ITRK
Testing company should be solid performer
by Dan Coatsworth
Intertek (ITRK) 955.5p, Stop loss 764.5p
Shares summary
A solid performer in safe markets. Investors seeking a haven in volatile equity markets would do well to consider Intertek.
Business:
Testing services
Vital stats:
Market value: £1.5 billion
Historic PE: 19.1
Prospective PE 2008: 16.0
Prospective PE 2009: 14.4
Sector PE : 12.7
1-month relative strength: +0.5%
1-year relative strength: +17.2%
Yield: 2.4%
Spread: 0.3%
The strengthening of the dollar against sterling is good news for Intertek as it generates over half of its revenue in the currency. It is another attribute in favour of buying shares in the testing company, which has proved to be one of the more resilient stocks on the market. The firm’s growth is driven by legislation; it has diverse geographical and industry exposure; and is a key player in a sector undergoing consolidation amid takeover interest from rivals and private equity. The shares are not cheap but in volatile markets it can be worth paying extra for the best.
Testing companies may not sound attractive investments but they operate in fairly safe markets. Consumers demand more information about the food they buy, for example, so packaging now shows more detail about the contents and ingredient origins. Testing firms verify the product contains what the packaging says it does. When parents buy a Happy Meal from McDonald’s, they want to be sure the toy that comes with the burger and chips does not have components that could harm their children. Intertek tests these products.
Even governments call upon testing groups to check whether imports comply with safety and quality standards. The market is unlikely to recede as most testing work is non-discretionary spending.
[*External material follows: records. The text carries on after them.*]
impl BackupManager {
    /// Create new backup manager
    pub fn new(files: SystemFiles, settings: BackupSettings, paths: PathsConfig) -> Self {
        BackupManager {
            files,
            settings,
            paths,
        }
    }

    pub fn backup_dir(&self) -> &Path {
        &self.settings.backup_dir
    }

    /// Generate backup name
    fn generate_backup_name(&self) -> String {
        format!(
            "smtp_relay_backup_{}",
            Utc::now().format("%Y%m%d_%H%M%S_%3f")
        )
    }

    fn backup_path(&self, name: &str) -> Result<PathBuf> {
        validate_backup_name(name)?;
        Ok(self.settings.backup_dir.join(name))
    }

    async fn read_metadata(&self, backup_path: &Path) -> Result<BackupMetadata> {
        let content = fs::read_to_string(backup_path.join(METADATA_FILE))
            .await
            .map_err(|e| {
                RelayError::Backup(format!(
                    "Metadata not found for backup {}: {}",
                    backup_path.display(),
                    e
                ))
            })?;
        Ok(serde_json::from_str(&content)?)
    }

    /// Snapshot the tracked files and both JSON stores.
    ///
    /// Missing source files are skipped. An existing backup with the same
    /// name is replaced.
    pub async fn create_backup(&self, name: Option<&str>) -> Result<BackupMetadata> {
        let name = match name {
            Some(name) => name.to_string(),
            None => {
                let mut name = self.generate_backup_name();
                let mut suffix = 1;
                while self.files.exists(&self.settings.backup_dir.join(&name)).await {
                    name = format!("{}_{}", self.generate_backup_name(), suffix);
                    suffix += 1;
                }
                name
            }
        };
        let backup_path = self.backup_path(&name)?;

        info!("Creating backup: {}", backup_path.display());
        if self.files.exists(&backup_path).await {
            self.files.remove_dir_all(&backup_path).await?;
        }
        // owned by this process so listing and restore need no sudo
        self.files
            .create_owned_dir(&self.settings.backup_dir, 0o700)
            .await?;
        self.files.create_owned_dir(&backup_path, 0o700).await?;

        let mut metadata = BackupMetadata::new(name);

        for source in self.paths.tracked_files() {
            if !self.files.exists(&source).await {
                continue;
            }
            self.files
                .copy(&source, &mirror_path(&backup_path, &source))
                .await?;
            info!("Backed up: {}", source.display());
            metadata.config_files.push(source);
        }

        let sender_store = self.paths.sender_store.clone();
        if self.files.exists(&sender_store).await {
            self.files
                .copy(&sender_store, &mirror_path(&backup_path, &sender_store))
                .await?;
            info!("Backed up sender configuration");
            metadata.sender_config = Some(sender_store);
        }

        let relay_store = self.paths.relay_store.clone();
        if self.files.exists(&relay_store).await {
            self.files
                .copy(&relay_store, &mirror_path(&backup_path, &relay_store))
                .await?;
            info!("Backed up SASL configuration");
            metadata.sasl_config = Some(relay_store);
        }

        let manifest = serde_json::to_vec_pretty(&metadata)?;
        self.files
            .write(&backup_path.join(METADATA_FILE), &manifest, 0o644)
            .await?;

        info!("Backup completed: {}", backup_path.display());
        Ok(metadata)
    }

    /// List all backups, newest first
    pub async fn list_backups(&self) -> Result<Vec<BackupMetadata>> {
        let mut backups = Vec::new();

        let mut entries = match fs::read_dir(&self.settings.backup_dir).await {
            Ok(entries) => entries,
            Err(e) if e.kind() == std::io::ErrorKind::NotFound => return Ok(backups),
            Err(e) => return Err(e.into()),
        };

        while let Some(entry) = entries.next_entry().await? {
            let path = entry.path();
            if !entry.file_type().await?.is_dir() {
                continue;
            }
            if !fs::try_exists(path.join(METADATA_FILE)).await.unwrap_or(false) {
                continue;
            }

            match self.read_metadata(&path).await {
                Ok(metadata) => backups.push(metadata),
                Err(e) => warn!("Error reading metadata for {}: {}", path.display(), e),
            }
        }

        // Sort by creation time, newest first
        backups.sort_by(|a, b| {
            b.created_at
                .cmp(&a.created_at)
                .then_with(|| b.name.cmp(&a.name))
        });

        Ok(backups)
    }

    pub async fn latest_backup(&self) -> Result<Option<BackupMetadata>> {
        Ok(self.list_backups().await?.into_iter().next())
    }

    /// Copy every file in the manifest back to its original path.
    ///
    /// Stops at the first failure; files restored before it stay restored.
    pub async fn restore_backup(&self, name: &str) -> Result<BackupMetadata> {
        let backup_path = self.backup_path(name)?;
        if !self.files.exists(&backup_path).await {
            error!("Backup {} does not exist", name);
            return Err(RelayError::NotFound(format!("Backup {} does not exist", name)));
        }

        let metadata = self.read_metadata(&backup_path).await?;
        info!("Restoring backup: {}", name);

        for target in &metadata.config_files {
            let copy = mirror_path(&backup_path, target);
            if !self.files.exists(&copy).await {
                warn!("Backup copy of {} is missing, skipping", target.display());
                continue;
            }

            let restored = async {
                self.files.copy(&copy, target).await?;
                self.files.chown_root(target).await?;
                self.files.chmod(target, restored_mode(target)).await
            }
            .await;

            if let Err(e) = restored {
                error!("Failed to restore {}: {}", target.display(), e);
                return Err(RelayError::Backup(format!(
                    "Failed to restore {}: {}",
                    target.display(),
                    e
                )));
            }
            info!("Restored: {}", target.display());
        }

        for store in [&metadata.sender_config, &metadata.sasl_config]
            .into_iter()
            .flatten()
        {
            let copy = mirror_path(&backup_path, store);
            if self.files.exists(&copy).await {
                match self.files.copy(&copy, store).await {
                    Ok(()) => info!("Restored {}", store.display()),
                    Err(e) => error!("Failed to restore {}: {}", store.display(), e),
                }
            }
        }

        info!("Backup {} restored successfully", name);
        Ok(metadata)
    }

    /// Delete a backup
    pub async fn delete_backup(&self, name: &str) -> Result<()> {
        let backup_path = self.backup_path(name)?;

        if !self.files.exists(&backup_path).await {
            return Err(RelayError::NotFound(format!("Backup {} does not exist", name)));
        }

        self.files.remove_dir_all(&backup_path).await?;
        info!("Deleted backup: {}", name);
        Ok(())
    }

    /// Keep the `keep_count` newest backups, returning the names deleted
    pub async fn cleanup_old_backups(&self, keep_count: Option<usize>) -> Result<Vec<String>> {
        let keep_count = keep_count.unwrap_or(self.settings.keep_count);
        let backups = self.list_backups().await?;

        let mut removed = Vec::new();
        for backup in backups.into_iter().skip(keep_count) {
            match self.delete_backup(&backup.name).await {
                Ok(()) => removed.push(backup.name),
                Err(e) => warn!("Failed to delete backup {}: {}", backup.name, e),
            }
        }

        Ok(removed)
    }

    /// Get total backup size in bytes
    pub async fn total_size(&self) -> Result<u64> {
        dir_size(&self.settings.backup_dir).await
    }
}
The global testing market is worth an estimated e50 billion a year. It has benefited from structural growth, driven by the commodity boom, more outsourcing to testing specialists and new legislation, leading organic revenue growth of around 10%. Morgan Stanley says this may slip back to 7% but believes the sector should remain defensive with wage inflation concerns more than offset by price increases.
Intertek is forecast to see organic growth ease back from the 11.3% compound rate seen between 2004 and 2007 to 8% in 2009. Profit margins are set to improve in its oil, chemicals and agriculture operation. It inspects cargo and runs laboratory tests to confirm the quality and quantity or products from energy, petroleum, chemical and agricultural companies. In the first half of 2008, revenue increased by 17.2% to £143.8 million and operating profit by 34.2% to £15.3 million at constant exchange rates.
The consumer goods division is benefiting from the rise in products coming out of China, which need checking for quality and safety. The loss of a key contract in 2007 has hurt government services income. Some margin decline has been noted in the commercial and electrical arm on slower growth in Europe and investment in new testing technology. However, the company reckons this investment will soon pay off.
Smaller rival Inspicio was taken private in December 2007 by a private equity-backed management buyout, giving investors at the 2005 flotation a 125% return on their money. Larger rival SGS has long been talked up as a potential bidder for Intertek. Seymour Pierce analyst Kevin Lapwood reckons Intertek does not deserve to trade at a discount to SGS, currently around 15%. He says the gap is ‘unjustified’. Intertek, however, trades at a 18% premium to the UK-quoted support services sector, in recognition of its solid earnings and diverse growth potential.
Shares in the firm have traded between around £9 and £10.50 since March. Intertek suffered at the hands of Morgan Stanley in August when it downgraded the stock from ‘buy’ to ‘equal-weight’ on concerns about a potential slowdown in trade. Shares believes the investment bank is being overly cautious and underestimating the resilience of the sector. This is a stock suitable for long-term investors seeking stability in their holdings, rather than quick-term gains.